Location
- Country: Canada
- Province: Ontario
- Region: Eastern Ontario
- Counties: Frontenac County; Lanark County;
- Municipalities: Central Frontenac; Tay Valley;

Physical characteristics
- Source: Confluence of two unnamed streams
- • location: Tay Valley, Lanark County
- • coordinates: 44°52′32″N 76°32′55″W﻿ / ﻿44.87556°N 76.54861°W
- • elevation: 212 metres (696 ft)
- Mouth: Silver Lake
- • location: Central Frontenac, Frontenac County
- • coordinates: 44°49′58″N 76°35′55″W﻿ / ﻿44.83278°N 76.59861°W
- • elevation: 178 metres (584 ft)
- Length: 7 kilometres (4.3 mi)

Basin features
- River system: Ottawa River drainage basin

= Wesleys Creek =

Wesleys Creek (ruisseau Wesleys) is a stream in Central Frontenac, Frontenac County, and Tay Valley, Lanark County in Eastern Ontario, Canada. It flows to Silver Lake and is in the Ottawa River drainage basin.

==Course==
Wesleys Creek begins at the confluence of two unnamed streams in Tay Valley, at an elevation of 212 m. It flows southwest, and enters Central Frontenac.
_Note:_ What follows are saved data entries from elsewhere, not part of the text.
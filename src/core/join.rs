//! Two-source key join.
//!
//! Both sides are pulled alternately. A record whose key is already waiting on
//! the opposite side completes a match and is emitted merged; anything else
//! waits in its own side's pending buffer. Keys are assumed unique per side.

use crate::core::chain::{Chain, Stream};
use crate::domain::ports::Keyed;
use crate::utils::error::{ChainError, Result};
use std::collections::HashMap;
use std::fmt::Display;

const LEFT: usize = 0;

pub(crate) struct Join<'a, T> {
    key: String,
    sides: [Option<Stream<'a, T>>; 2],
    pending: [HashMap<String, T>; 2],
    turn: usize,
}

impl<'a, T> Join<'a, T>
where
    T: Keyed,
    T::Value: Display,
{
    pub(crate) fn new(key: String, left: Stream<'a, T>, right: Stream<'a, T>) -> Self {
        Self {
            key,
            sides: [Some(left), Some(right)],
            pending: [HashMap::new(), HashMap::new()],
            turn: LEFT,
        }
    }

    /// Matches `record` against the opposite side or parks it.
    fn admit(&mut self, side: usize, record: T) -> Result<Option<T>> {
        let token = record
            .get_key(&self.key)
            .map(|value| value.to_string())
            .ok_or_else(|| ChainError::missing_key(&self.key))?;

        let other = 1 - side;
        match self.pending[other].remove(&token) {
            Some(mate) => {
                // The left record is the base; right-hand fields win on collision.
                let (mut merged, overlay) = if side == LEFT { (record, mate) } else { (mate, record) };
                merged.merge(overlay);
                Ok(Some(merged))
            }
            None if self.sides[other].is_none() => {
                tracing::trace!(key = %token, "dropping record, opposite side is exhausted");
                Ok(None)
            }
            None => {
                tracing::trace!(key = %token, side, "buffering unmatched record");
                self.pending[side].insert(token, record);
                Ok(None)
            }
        }
    }

    /// Once a side is exhausted, nothing parked on the other side can match.
    fn exhaust(&mut self, side: usize) {
        self.sides[side] = None;
        let other = 1 - side;
        let orphans = self.pending[other].len();
        if orphans > 0 {
            tracing::warn!(orphans, "discarding records that can no longer be matched");
            self.pending[other].clear();
        }
    }
}

impl<'a, T> Iterator for Join<'a, T>
where
    T: Keyed,
    T::Value: Display,
{
    type Item = Result<T>;

    fn next(&mut self) -> Option<Result<T>> {
        loop {
            if self.sides.iter().all(Option::is_none) {
                return None;
            }
            let side = self.turn;
            self.turn = 1 - side;

            let Some(stream) = self.sides[side].as_mut() else {
                continue;
            };
            match stream.next() {
                None => self.exhaust(side),
                Some(Err(err)) => return Some(Err(err)),
                Some(Ok(record)) => match self.admit(side, record) {
                    Ok(Some(merged)) => return Some(Ok(merged)),
                    Ok(None) => {}
                    Err(err) => return Some(Err(err)),
                },
            }
        }
    }
}

impl<'a, S: 'a, T> Chain<'a, S, T>
where
    T: Keyed + 'a,
    T::Value: Display,
{
    /// Joins this chain with `other` on `key`, emitting merged records as
    /// matches complete.
    ///
    /// The merged record starts from this chain's record and takes every field
    /// of `other`'s record on top. Records that never find a mate are dropped.
    /// Memory grows with the number of records still waiting for a mate, which
    /// for disjoint inputs is everything either side has produced.
    pub fn join_on_key<K, I>(self, key: K, other: I) -> Self
    where
        K: Into<String>,
        I: IntoIterator<Item = T>,
        I::IntoIter: 'a,
    {
        self.join_stream(key.into(), Box::new(other.into_iter().map(Ok)))
    }

    /// [`Chain::join_on_key`] against another chain.
    ///
    /// If `other` has an error handler it applies it first and whatever it
    /// lets through reaches this chain's handler. Without one, its failures
    /// pass straight to this chain's handler, reported against this chain's
    /// last source element.
    pub fn join_chain_on_key<K, S2>(self, key: K, other: Chain<'a, S2, T>) -> Self
    where
        K: Into<String>,
        S2: 'a,
    {
        let other: Stream<'a, T> = if other.has_error_handler() {
            Box::new(other.into_iter())
        } else {
            other.stream
        };
        self.join_stream(key.into(), other)
    }

    fn join_stream(self, key: String, other: Stream<'a, T>) -> Self {
        self.stage("join_on_key", move |stream| Join::new(key, stream, other))
    }
}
The creek then jogs northwest, southwest, south, and finally southeast, and reaches its mouth at Silver Lake, at an elevation of 178 m. Silver Lake flows via Silver Lake Creek, the Fall River and the Mississippi River to Lac des Chats on the Ottawa River.

The creek has numerous unnamed but no named inflows.